● **EXERCISE MATERIALS**
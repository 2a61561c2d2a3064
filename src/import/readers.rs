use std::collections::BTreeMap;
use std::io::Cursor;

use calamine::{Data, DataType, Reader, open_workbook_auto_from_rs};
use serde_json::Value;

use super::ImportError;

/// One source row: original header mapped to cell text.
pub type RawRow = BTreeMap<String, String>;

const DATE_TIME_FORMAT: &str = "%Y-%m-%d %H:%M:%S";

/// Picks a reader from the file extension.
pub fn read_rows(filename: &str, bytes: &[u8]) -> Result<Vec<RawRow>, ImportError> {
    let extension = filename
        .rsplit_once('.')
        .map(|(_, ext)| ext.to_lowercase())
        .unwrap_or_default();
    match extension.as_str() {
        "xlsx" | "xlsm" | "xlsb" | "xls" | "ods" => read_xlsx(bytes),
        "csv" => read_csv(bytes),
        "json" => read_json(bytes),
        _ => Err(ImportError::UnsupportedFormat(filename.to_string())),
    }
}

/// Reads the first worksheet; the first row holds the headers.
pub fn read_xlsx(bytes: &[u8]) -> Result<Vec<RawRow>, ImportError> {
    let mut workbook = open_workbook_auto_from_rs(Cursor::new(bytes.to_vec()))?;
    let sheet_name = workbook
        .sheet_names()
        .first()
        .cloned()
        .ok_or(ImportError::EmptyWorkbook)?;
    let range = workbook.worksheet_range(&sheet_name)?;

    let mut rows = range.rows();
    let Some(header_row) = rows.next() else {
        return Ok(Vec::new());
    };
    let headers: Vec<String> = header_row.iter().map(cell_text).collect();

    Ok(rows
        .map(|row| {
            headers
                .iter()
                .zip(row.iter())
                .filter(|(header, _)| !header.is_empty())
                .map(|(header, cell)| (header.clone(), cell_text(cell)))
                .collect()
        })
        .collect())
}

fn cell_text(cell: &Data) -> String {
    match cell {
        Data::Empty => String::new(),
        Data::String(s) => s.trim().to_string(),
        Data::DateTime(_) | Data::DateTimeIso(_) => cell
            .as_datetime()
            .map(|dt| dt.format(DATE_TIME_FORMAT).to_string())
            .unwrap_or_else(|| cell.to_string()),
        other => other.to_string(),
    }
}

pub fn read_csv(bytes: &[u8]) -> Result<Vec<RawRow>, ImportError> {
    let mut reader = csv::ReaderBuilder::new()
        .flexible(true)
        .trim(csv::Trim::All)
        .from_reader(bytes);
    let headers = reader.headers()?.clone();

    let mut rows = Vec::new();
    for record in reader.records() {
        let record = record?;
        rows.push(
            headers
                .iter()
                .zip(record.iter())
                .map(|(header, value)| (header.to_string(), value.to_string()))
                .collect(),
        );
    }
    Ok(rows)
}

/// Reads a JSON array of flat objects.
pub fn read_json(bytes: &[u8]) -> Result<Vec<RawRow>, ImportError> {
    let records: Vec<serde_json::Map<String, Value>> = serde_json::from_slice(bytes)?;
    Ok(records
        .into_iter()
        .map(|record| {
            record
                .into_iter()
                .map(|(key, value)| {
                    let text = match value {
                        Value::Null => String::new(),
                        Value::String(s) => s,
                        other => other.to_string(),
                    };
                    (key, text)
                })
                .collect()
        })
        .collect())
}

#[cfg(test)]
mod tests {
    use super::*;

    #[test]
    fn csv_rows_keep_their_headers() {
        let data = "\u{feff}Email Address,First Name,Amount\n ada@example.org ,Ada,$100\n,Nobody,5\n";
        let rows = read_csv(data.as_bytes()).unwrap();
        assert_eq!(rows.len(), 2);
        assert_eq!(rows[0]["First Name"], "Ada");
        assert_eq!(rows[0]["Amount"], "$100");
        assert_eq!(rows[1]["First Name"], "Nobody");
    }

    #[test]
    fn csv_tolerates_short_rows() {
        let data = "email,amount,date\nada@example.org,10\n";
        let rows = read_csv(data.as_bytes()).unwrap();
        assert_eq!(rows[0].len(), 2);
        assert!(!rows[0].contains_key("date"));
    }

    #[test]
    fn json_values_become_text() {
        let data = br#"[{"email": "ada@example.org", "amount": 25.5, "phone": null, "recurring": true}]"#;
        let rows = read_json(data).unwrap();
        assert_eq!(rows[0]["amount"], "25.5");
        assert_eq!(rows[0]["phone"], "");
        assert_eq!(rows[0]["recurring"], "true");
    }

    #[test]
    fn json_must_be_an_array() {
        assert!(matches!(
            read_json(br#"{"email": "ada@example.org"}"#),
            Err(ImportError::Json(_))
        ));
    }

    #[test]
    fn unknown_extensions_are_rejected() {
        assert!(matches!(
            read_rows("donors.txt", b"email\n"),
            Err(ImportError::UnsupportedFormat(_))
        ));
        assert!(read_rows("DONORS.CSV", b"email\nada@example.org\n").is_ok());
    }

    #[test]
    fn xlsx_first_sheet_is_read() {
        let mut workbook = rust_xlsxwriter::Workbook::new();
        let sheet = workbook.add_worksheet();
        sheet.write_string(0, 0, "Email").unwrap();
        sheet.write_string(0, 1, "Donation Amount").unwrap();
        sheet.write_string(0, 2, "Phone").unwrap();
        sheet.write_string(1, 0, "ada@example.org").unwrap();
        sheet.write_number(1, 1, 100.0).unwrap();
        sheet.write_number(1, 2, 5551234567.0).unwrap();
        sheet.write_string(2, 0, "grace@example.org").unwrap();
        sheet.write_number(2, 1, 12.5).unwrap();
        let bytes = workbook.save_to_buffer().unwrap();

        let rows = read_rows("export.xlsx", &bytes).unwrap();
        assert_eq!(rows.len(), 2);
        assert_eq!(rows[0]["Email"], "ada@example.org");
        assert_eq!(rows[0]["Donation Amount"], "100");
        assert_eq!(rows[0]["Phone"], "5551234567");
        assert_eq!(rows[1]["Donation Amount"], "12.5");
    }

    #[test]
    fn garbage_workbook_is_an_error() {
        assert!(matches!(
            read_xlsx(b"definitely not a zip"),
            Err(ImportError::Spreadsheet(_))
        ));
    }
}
--
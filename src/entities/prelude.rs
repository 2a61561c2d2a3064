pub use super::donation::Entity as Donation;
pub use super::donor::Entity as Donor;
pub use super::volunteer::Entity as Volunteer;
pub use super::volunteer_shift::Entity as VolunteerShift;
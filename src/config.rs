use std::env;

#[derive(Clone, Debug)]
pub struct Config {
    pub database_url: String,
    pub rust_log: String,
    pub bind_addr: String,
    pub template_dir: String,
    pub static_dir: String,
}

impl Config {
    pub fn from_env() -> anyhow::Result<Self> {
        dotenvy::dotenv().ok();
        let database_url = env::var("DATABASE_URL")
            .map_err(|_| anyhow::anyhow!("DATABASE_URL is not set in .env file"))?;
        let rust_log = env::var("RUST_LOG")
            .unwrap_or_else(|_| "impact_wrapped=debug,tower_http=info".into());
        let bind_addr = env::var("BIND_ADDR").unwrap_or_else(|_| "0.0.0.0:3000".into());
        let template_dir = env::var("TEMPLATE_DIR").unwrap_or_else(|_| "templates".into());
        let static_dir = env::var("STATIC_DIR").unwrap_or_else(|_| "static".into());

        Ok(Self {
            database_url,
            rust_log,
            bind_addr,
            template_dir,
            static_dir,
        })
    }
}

● **YOUR INSTRUCTIONS**
Lines of the listing that contain the word "super" are to be counted; report only their number.

● **ANSWER TO THE EXERCISE**
6